So is there a way to take this thing I love and be inspired by it, not erase it, but build upon its foundation? That depends on whether I have the right idea. The ideas started to come with what to do with Watchmen and then it didn’t really feel like a decision anymore but something I felt compelled to do. That sounds arrogant and full of hubris but when I haven’t made choices based on that feeling things haven’t turned out so well because then you’re doing it for the wrong reasons. But when you get really inspired you have to chase it even if it leads to ruin.

You’ve said that the project is not a sequel and not a remake but a “remix” and I think some are confused by that. Can we accept that what happened in the comic/film happened in the past of your world? That if we re-read the graphic novel or watch Snyder’s movie that we have a firm handle on what occurred 30 years ago in this story?

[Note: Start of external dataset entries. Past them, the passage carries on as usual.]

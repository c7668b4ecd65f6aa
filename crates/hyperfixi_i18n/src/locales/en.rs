//! English.

use hyperfixi_foundation::DurationUnit;

use super::{LocaleData, Segmentation};
use crate::keywords::KeywordCategory::{
    Attributes, Commands, Events, Logical, Modifiers, Temporal, Values,
};
use crate::profile::{Direction, WordOrder};

pub(super) static LOCALE: LocaleData = LocaleData {
    code: "en",
    name: "English",
    word_order: WordOrder::Svo,
    direction: Direction::Ltr,
    segmentation: Segmentation::Whitespace,
    keywords: &[
        (Commands, "toggle", &["toggle"]),
        (Commands, "add", &["add"]),
        (Commands, "remove", &["remove"]),
        (Commands, "show", &["show"]),
        (Commands, "hide", &["hide"]),
        (Commands, "set", &["set"]),
        (Commands, "put", &["put"]),
        (Commands, "increment", &["increment"]),
        (Commands, "decrement", &["decrement"]),
        (Commands, "log", &["log"]),
        (Commands, "send", &["send"]),
        (Commands, "trigger", &["trigger"]),
        (Commands, "wait", &["wait"]),
        (Commands, "fetch", &["fetch"]),
        (Commands, "go", &["go"]),
        (Commands, "call", &["call"]),
        (Commands, "focus", &["focus"]),
        (Commands, "blur", &["blur"]),
        (Commands, "halt", &["halt"]),
        (Commands, "exit", &["exit"]),
        (Commands, "return", &["return"]),
        (Commands, "append", &["append"]),
        (Commands, "take", &["take"]),
        (Logical, "if", &["if"]),
        (Logical, "unless", &["unless"]),
        (Logical, "else", &["else", "otherwise"]),
        (Logical, "end", &["end"]),
        (Logical, "then", &["then"]),
        (Logical, "and", &["and"]),
        (Logical, "or", &["or"]),
        (Logical, "not", &["not"]),
        (Logical, "is", &["is"]),
        (Logical, "repeat", &["repeat"]),
        (Logical, "times", &["times"]),
        (Logical, "while", &["while"]),
        (Logical, "for", &["for"]),
        (Logical, "in", &["in"]),
        (Logical, "forever", &["forever"]),
        (Logical, "each", &["each", "every"]),
        (Events, "click", &["click"]),
        (Events, "dblclick", &["dblclick"]),
        (Events, "submit", &["submit"]),
        (Events, "input", &["input"]),
        (Events, "change", &["change"]),
        (Events, "keydown", &["keydown"]),
        (Events, "keyup", &["keyup"]),
        (Events, "mouseover", &["mouseover"]),
        (Events, "mouseout", &["mouseout"]),
        (Events, "load", &["load"]),
        (Events, "scroll", &["scroll"]),
        (Values, "me", &["me", "my", "I"]),
        (Values, "it", &["it", "its"]),
        (Values, "you", &["you", "your"]),
        (Values, "result", &["result"]),
        (Values, "event", &["event"]),
        (Values, "target", &["target"]),
        (Values, "body", &["body"]),
        (Values, "true", &["true"]),
        (Values, "false", &["false"]),
        (Values, "null", &["null"]),
        (Temporal, "until", &["until"]),
        (Modifiers, "on", &["on"]),
        (Modifiers, "to", &["to"]),
        (Modifiers, "from", &["from"]),
        (Modifiers, "into", &["into"]),
        (Modifiers, "by", &["by"]),
        (Modifiers, "as", &["as"]),
        (Modifiers, "with", &["with"]),
        (Modifiers, "at", &["at"]),
        (Modifiers, "of", &["of"]),
        (Attributes, "once", &["once"]),
        (Attributes, "prevent", &["prevent"]),
        (Attributes, "stop", &["stop"]),
        (Attributes, "passive", &["passive"]),
        (Attributes, "capture", &["capture"]),
        (Attributes, "debounce", &["debounce", "debounced"]),
        (Attributes, "throttle", &["throttle", "throttled"]),
    ],
    markers: &[
        ("destination", "to", &["on", "into", "at"]),
        ("source", "from", &[]),
        ("quantity", "by", &[]),
        ("responseType", "as", &[]),
    ],
    event_marker: ("on", &[]),
    source_marker: ("from", &[]),
    time_units: &[
        ("milliseconds", DurationUnit::Ms),
        ("millisecond", DurationUnit::Ms),
        ("seconds", DurationUnit::S),
        ("second", DurationUnit::S),
        ("sec", DurationUnit::S),
        ("minutes", DurationUnit::M),
        ("minute", DurationUnit::M),
        ("min", DurationUnit::M),
        ("hours", DurationUnit::H),
        ("hour", DurationUnit::H),
    ],
    suffix_particles: &[],
    apostrophe_suffixes: false,
    normalizer: None,
};
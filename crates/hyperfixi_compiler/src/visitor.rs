//! AST traversal.
//!
//! This module provides two traits:
//! - [`AstVisitor`] - For read-only traversal of ASTs
//! - [`AstTransform`] - For rewriting ASTs bottom-up
//!
//! # Example
//!
//! ```
//! use hyperfixi_compiler::ast::AstNode;
//! use hyperfixi_compiler::visitor::{AstVisitor, walk_ast};
//!
//! struct SelectorCounter(usize);
//!
//! impl AstVisitor for SelectorCounter {
//!     fn enter_node(&mut self, node: &AstNode, _depth: usize) {
//!         if matches!(node, AstNode::Selector { .. }) {
//!             self.0 += 1;
//!         }
//!     }
//! }
//!
//! let ast = AstNode::command("toggle").with_role("patient", AstNode::selector(".a"));
//! let mut counter = SelectorCounter(0);
//! walk_ast(&mut counter, &ast);
//! assert_eq!(counter.0, 1);
//! ```

use crate::ast::AstNode;

// =============================================================================
// Read-Only Visitor
// =============================================================================

/// Trait for read-only AST visitors.
///
/// `depth` counts enclosing blocks (event, if, loops), not expression
/// nesting.
#[allow(unused_variables)]
pub trait AstVisitor {
    /// Called before a node's children.
    fn enter_node(&mut self, node: &AstNode, depth: usize) {}

    /// Called after a node's children.
    fn leave_node(&mut self, node: &AstNode, depth: usize) {}
}

/// Walks a node depth-first.
pub fn walk_ast<V: AstVisitor + ?Sized>(visitor: &mut V, node: &AstNode) {
    walk_at(visitor, node, 0);
}

fn walk_at<V: AstVisitor + ?Sized>(visitor: &mut V, node: &AstNode, depth: usize) {
    visitor.enter_node(node, depth);
    let inner = if opens_block(node) { depth + 1 } else { depth };
    for child in children(node) {
        walk_at(visitor, child, inner);
    }
    visitor.leave_node(node, depth);
}

/// Walks several nodes in order.
pub fn walk_all<V: AstVisitor + ?Sized>(visitor: &mut V, nodes: &[AstNode]) {
    for node in nodes {
        walk_ast(visitor, node);
    }
}

const fn opens_block(node: &AstNode) -> bool {
    matches!(
        node,
        AstNode::Event { .. }
            | AstNode::If { .. }
            | AstNode::While { .. }
            | AstNode::Foreach { .. }
            | AstNode::Repeat { .. }
    )
}

/// Direct children in source order.
#[must_use]
pub fn children(node: &AstNode) -> Vec<&AstNode> {
    match node {
        AstNode::Event { source, body, .. } => source.iter().map(AsRef::as_ref).chain(body).collect(),
        AstNode::Command { roles, .. } => roles.values().collect(),
        AstNode::If {
            condition,
            then_branch,
            else_branch,
            ..
        } => std::iter::once(condition.as_ref())
            .chain(then_branch)
            .chain(else_branch)
            .collect(),
        AstNode::While { condition, body } => {
            std::iter::once(condition.as_ref()).chain(body).collect()
        }
        AstNode::Foreach {
            collection, body, ..
        } => std::iter::once(collection.as_ref()).chain(body).collect(),
        AstNode::Repeat { count, body } => count.iter().map(AsRef::as_ref).chain(body).collect(),
        AstNode::Sequence { body, .. } => body.iter().collect(),
        AstNode::Binary { left, right, .. } | AstNode::Logical { left, right, .. } => {
            vec![left, right]
        }
        AstNode::Unary { operand, .. } => vec![operand],
        AstNode::Member { object, .. } => vec![object],
        AstNode::Index { object, index } => vec![object, index],
        AstNode::Call { callee, args } => std::iter::once(callee.as_ref()).chain(args).collect(),
        AstNode::Positional { target, .. } => target.iter().map(AsRef::as_ref).collect(),
        AstNode::Literal { .. }
        | AstNode::Identifier { .. }
        | AstNode::Selector { .. }
        | AstNode::Variable { .. } => Vec::new(),
    }
}

/// Returns true if any node in the tree satisfies `pred`.
pub fn any_node(node: &AstNode, pred: &dyn Fn(&AstNode) -> bool) -> bool {
    pred(node) || children(node).into_iter().any(|c| any_node(c, pred))
}

// =============================================================================
// Transforming Visitor
// =============================================================================

/// Trait for AST rewrites.
///
/// The default rewrites children and leaves the node itself alone.
/// Implementations usually call [`transform_children`] first and then
/// inspect the rebuilt node, which gives a bottom-up rewrite.
pub trait AstTransform {
    /// Rewrites one node.
    fn transform_node(&mut self, node: AstNode) -> AstNode {
        transform_children(self, node)
    }

    /// Rewrites a statement list. The default rewrites each statement.
    fn transform_body(&mut self, body: Vec<AstNode>) -> Vec<AstNode> {
        body.into_iter().map(|n| self.transform_node(n)).collect()
    }
}

/// Rebuilds a node with every child passed through the transform.
pub fn transform_children<T: AstTransform + ?Sized>(t: &mut T, node: AstNode) -> AstNode {
    let mut boxed = |b: Box<AstNode>| Box::new(t.transform_node(*b));
    match node {
        AstNode::Event {
            event,
            modifiers,
            source,
            body,
        } => {
            let source = source.map(&mut boxed);
            AstNode::Event {
                event,
                modifiers,
                source,
                body: t.transform_body(body),
            }
        }
        AstNode::Command { name, roles } => AstNode::Command {
            name,
            roles: roles
                .into_iter()
                .map(|(role, value)| (role, t.transform_node(value)))
                .collect(),
        },
        AstNode::If {
            condition,
            then_branch,
            else_branch,
            negated,
        } => {
            let condition = boxed(condition);
            AstNode::If {
                condition,
                then_branch: t.transform_body(then_branch),
                else_branch: t.transform_body(else_branch),
                negated,
            }
        }
        AstNode::While { condition, body } => {
            let condition = boxed(condition);
            AstNode::While {
                condition,
                body: t.transform_body(body),
            }
        }
        AstNode::Foreach {
            variable,
            collection,
            body,
        } => {
            let collection = boxed(collection);
            AstNode::Foreach {
                variable,
                collection,
                body: t.transform_body(body),
            }
        }
        AstNode::Repeat { count, body } => {
            let count = count.map(&mut boxed);
            AstNode::Repeat {
                count,
                body: t.transform_body(body),
            }
        }
        AstNode::Sequence { body, unrolled } => AstNode::Sequence {
            body: t.transform_body(body),
            unrolled,
        },
        AstNode::Binary {
            operator,
            left,
            right,
        } => {
            let left = boxed(left);
            AstNode::Binary {
                operator,
                left,
                right: boxed(right),
            }
        }
        AstNode::Logical {
            operator,
            left,
            right,
        } => {
            let left = boxed(left);
            AstNode::Logical {
                operator,
                left,
                right: boxed(right),
            }
        }
        AstNode::Unary { operator, operand } => AstNode::Unary {
            operator,
            operand: boxed(operand),
        },
        AstNode::Member { object, property } => AstNode::Member {
            object: boxed(object),
            property,
        },
        AstNode::Index { object, index } => {
            let object = boxed(object);
            AstNode::Index {
                object,
                index: boxed(index),
            }
        }
        AstNode::Call { callee, args } => {
            let callee = boxed(callee);
            AstNode::Call {
                callee,
                args: args.into_iter().map(|a| t.transform_node(a)).collect(),
            }
        }
        AstNode::Positional { position, target } => AstNode::Positional {
            position,
            target: target.map(boxed),
        },
        leaf @ (AstNode::Literal { .. }
        | AstNode::Identifier { .. }
        | AstNode::Selector { .. }
        | AstNode::Variable { .. }) => leaf,
    }
}

#[cfg(test)]
mod tests {
    use super::*;

    struct DepthProbe(usize);

    impl AstVisitor for DepthProbe {
        fn enter_node(&mut self, _node: &AstNode, depth: usize) {
            self.0 = self.0.max(depth);
        }
    }

    #[test]
    fn depth_counts_blocks_only() {
        let inner = AstNode::Repeat {
            count: Some(Box::new(AstNode::number(2.0))),
            body: vec![AstNode::command("log").with_role(
                "patient",
                AstNode::binary("+", AstNode::number(1.0), AstNode::number(2.0)),
            )],
        };
        let ast = AstNode::event("click", vec![inner]);
        let mut probe = DepthProbe(0);
        walk_ast(&mut probe, &ast);
        assert_eq!(probe.0, 2);
    }

    struct RenameCommands;

    impl AstTransform for RenameCommands {
        fn transform_node(&mut self, node: AstNode) -> AstNode {
            match transform_children(self, node) {
                AstNode::Command { roles, .. } => AstNode::Command {
                    name: "log".into(),
                    roles,
                },
                other => other,
            }
        }
    }

    #[test]
    fn transform_reaches_nested_bodies() {
        let ast = AstNode::event(
            "click",
            vec![AstNode::If {
                condition: Box::new(AstNode::literal(hyperfixi_foundation::Value::Bool(true))),
                then_branch: vec![AstNode::command("toggle")],
                else_branch: vec![AstNode::command("hide")],
                negated: false,
            }],
        );
        let out = RenameCommands.transform_node(ast);
        let names: Vec<_> = children(&out.body()[0])
            .into_iter()
            .filter_map(AstNode::command_name)
            .collect();
        assert_eq!(names, vec!["log", "log"]);
    }

    #[test]
    fn any_node_searches_expressions() {
        let ast = AstNode::command("set")
            .with_role("patient", AstNode::binary("+", AstNode::variable(":index"), AstNode::number(1.0)));
        assert!(any_node(&ast, &|n| matches!(n, AstNode::Variable { name, .. } if name == "index")));
    }
}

Yes. Look, [the new series] certainly fits into the “sequel” box, and definitely doesn’t fit into the “reboot” box. We treat the original 12 issues as canon. They all happened. We haven’t done any revisionist history, but we can maneuver in between the cracks and crevices and find new stories there. But for all the reasons you just articulated, we wanted to make sure our first episode felt like the beginning of a new story rather than a continuation of an old story. That’s what I think a sequel is — the continuation of an old story.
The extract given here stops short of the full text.